Normally you need special ones with low capacitance or TVS in series with regular diodes. Ordinary transzorbs with their huge capacitance can muffle the data signal because of the lowpass effect. They'd "kill it dead", as John Wayne would have put it.

It works but can blunt the edges of your signal in times when the cap is not yet charged at all. You can also limit the charge on the cap via a big TVS in parallel to it.

Why not clamp directly to the 30V DC rail? You just have to make sure that this rail won't start to float up when lots of pulses appear and the load on the DC rail is too light. A TL431 can help with that although it'll be marginal in this case with its 36V limit. Maybe another homemade shunt regulator.

Yes, we are using a low capacitance type (in other case put a diode in series to quinch the tranzorb capacitance)

I have no room for it, don't even have room for 3 SMAs

The 30V is only available since some idiot would connect 30V power to the A/B line of the RS485 interface

One way to do it to add a set of biasing resistors, so one cap is charged to +12V and another to -7V (the RS485 CM range) and connect that surge capacitor to the bus via the diode.

Another idea is to use the Bourns CDSOT23-SM712, specifically designet for surge protection for RS485 devices, but add ceramic caps in series with each line connection so it can tolerate 30V without creating wonderful smoke, but will be able to clamp surge pulses without affecting the high speed bus.

Regards

Klaus

Like this:

Almost the same here :-)

One way to handle that would be to sense A and B. The instance either one goes beyond 12V cut the data line electronically or shunt to ground with Polyfuses in line. I don't like the Polyfuse approach because they become hot, if possible I'd try to electronically switch open. Two back-to-back P-channels or something like that, maybe use an array if space is really tight. That avoids dissipation issues.

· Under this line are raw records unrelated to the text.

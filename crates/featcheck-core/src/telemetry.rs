//! Centralised tracing initialisation for the featcheck binary.
//!
//! Call [`init_tracing`] once at program start to configure the global
//! subscriber with an `EnvFilter` and optional JSON formatting. Log lines are
//! written to stderr so they never interleave with a report on stdout.

use tracing::Level;
use tracing_subscriber::layer::SubscriberExt;
use tracing_subscriber::util::SubscriberInitExt;
use tracing_subscriber::{fmt, EnvFilter};

/// Initialise the global tracing subscriber.
///
/// * `json`: when `true`, emit newline-delimited JSON log lines.
/// * `level`: default verbosity when `RUST_LOG` is not set.
///
/// Only the first call takes effect; later calls are ignored.
pub fn init_tracing(json: bool, level: Level) {
    let env_filter =
        EnvFilter::try_from_default_env().unwrap_or_else(|_| EnvFilter::new(level.as_str()));

    if json {
        tracing_subscriber::registry()
            .with(env_filter)
            .with(
                fmt::layer()
                    .with_target(false)
                    .with_writer(std::io::stderr)
                    .json(),
            )
            .try_init()
            .ok();
    } else {
        tracing_subscriber::registry()
            .with(env_filter)
            .with(fmt::layer().with_target(false).with_writer(std::io::stderr))
            .try_init()
            .ok();
    }
}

That would be a very nice way to do it. In my case I don't have any negative supply, and also very little space. But you'd have to make sure it can't run away. So either the dividers have to contain low enough resistor values or there have to be clamps. With the chance of some dude connecting a hard 30VDC that's next to impossible. Better to use an electronic protection like above.

Sure, but then you'd have DC drift on the bus. Might be ok but it can get iffy.

what's the impedance of the pulse? if low, wont work.

or, rather how many joules do you expect in the pulse?

I once had to protect telco equipment whose pulse went to around 500V, BUT could supply around 500A With protection like you describe you didn't lose a tranzorb, you'd lose the PCB!

But that would not protect against a hard 30VDC applied because an installer miswired something. It could cause your RS485 chip to go PHUT unless it has internal protection against this.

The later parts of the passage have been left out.